I was left on my bed contemplating what he said. My light was off and the room was dark and warm with lulled me to sleep with my final thought being what I would say to him tomorrow.
*************
Johan wasn't at school on Friday. He wasn't home Saturday, and he wasn't at Cassidy's, and he wouldn't answer his phone. I sighed in defeat after my third attempt at calling him. I checked my other messages and saw that Jake texted.

Jake: Hey man, got plans?

Me: Nah, just gonna chill at home. Come over, I'll get Paul to put on a movie.

Jake: Sure thing. Be there in 1.

I sighed and went to take a shower. Suzie had thankfully cleaned up so I just got dressed and had Paul make snacks and get a movie. I told him to lead Jake to the screening room once he arrived.

An hour later Jake walked in followed by Paul. We did our guy handshake thing and I turned on the movie screen. Jake really wanted to see the Purge so I put it on, even though that movie was really old. He was completely into it but of course my mind had strayed to a certain French nerd. Ten years in America rid him of his accent but he did have a little French charm. The way he said certain things and the way he acted sometimes... it was cute.
Never in my life did I think I would call a guy cute.

After the movie Jake said he'd catch me later and left. He seemed to have fun but I couldn't wait for it to end.

I had shrugged on my jacket and was about to leave when there was a knock on the door. Paul was busy in the kitchen so I opened it and standing in front of me was none other than Johan.

"You've been looking for me?" He asked in a cold sounding tone. Ouch.

"Yeah." I rubbed the back of my neck. "But I never figured out what I would say when I saw you" I smiled sheepishly.

He stood there and didn't say anything which was killing me. But he was shaking and then his eyes got misty and my heart dropped. Almost instinctively I pulled him against me. He wet up my chest with his tears but I can't say I did any better. I was crying into his hair. Yeah, pathetic right? But it just felt so good to hold him against me again. He pulled back after a minute.

"I want you." He said so quietly I almost missed it. My heart felt like it swelled three times and I cupped his hand on my cheeks and pulled his face to mine. I pressed my lips softly against his. He melted against me. I kept the kiss tender and before I wanted to I pulled away.

"And now you have me." I said then laughed. "God that sounded obnoxious. I really want you too. I've been driving myself crazy." I said.

He laughed into my chest. "You're right. You are obnoxious."

I smiled and ran my hands though his hair. Now that I had him I didn't want to let go. With my face still buried in his hair I spoke again. "We should at least move out of my doorway."
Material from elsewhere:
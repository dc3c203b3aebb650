mod guard;

pub use guard::{GuardPermit, ReentrancyGuard};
"Good idea." He whispered. We broke apart but I grabbed his hand and pulled him into the living room. We sat on the couch and I put my arm around him, pulling his head onto my shoulder.

"Are your parents home?" He asked timidly.

"No." I peered into his face. His face was red and he sniffed.

"What's wrong?"

"This is just all so weird." He sighed and I understood how he felt.

"I get it. I-I was scared. But I couldn't ignore the feelings."

The silence grew on but it wasn't weird, it was nice. He felt so warm and comfortable in my arms. But all to soon:
"I have to get home Ted."

I pulled him closer. "Aw don't go."

"I'm sorry." He leaned over and kissed me. "I'll see you tomorrow."

I walked him to the door. "Lemme walk you down." I said.

"Its all good." He smiled up to me. Then he walked out the door.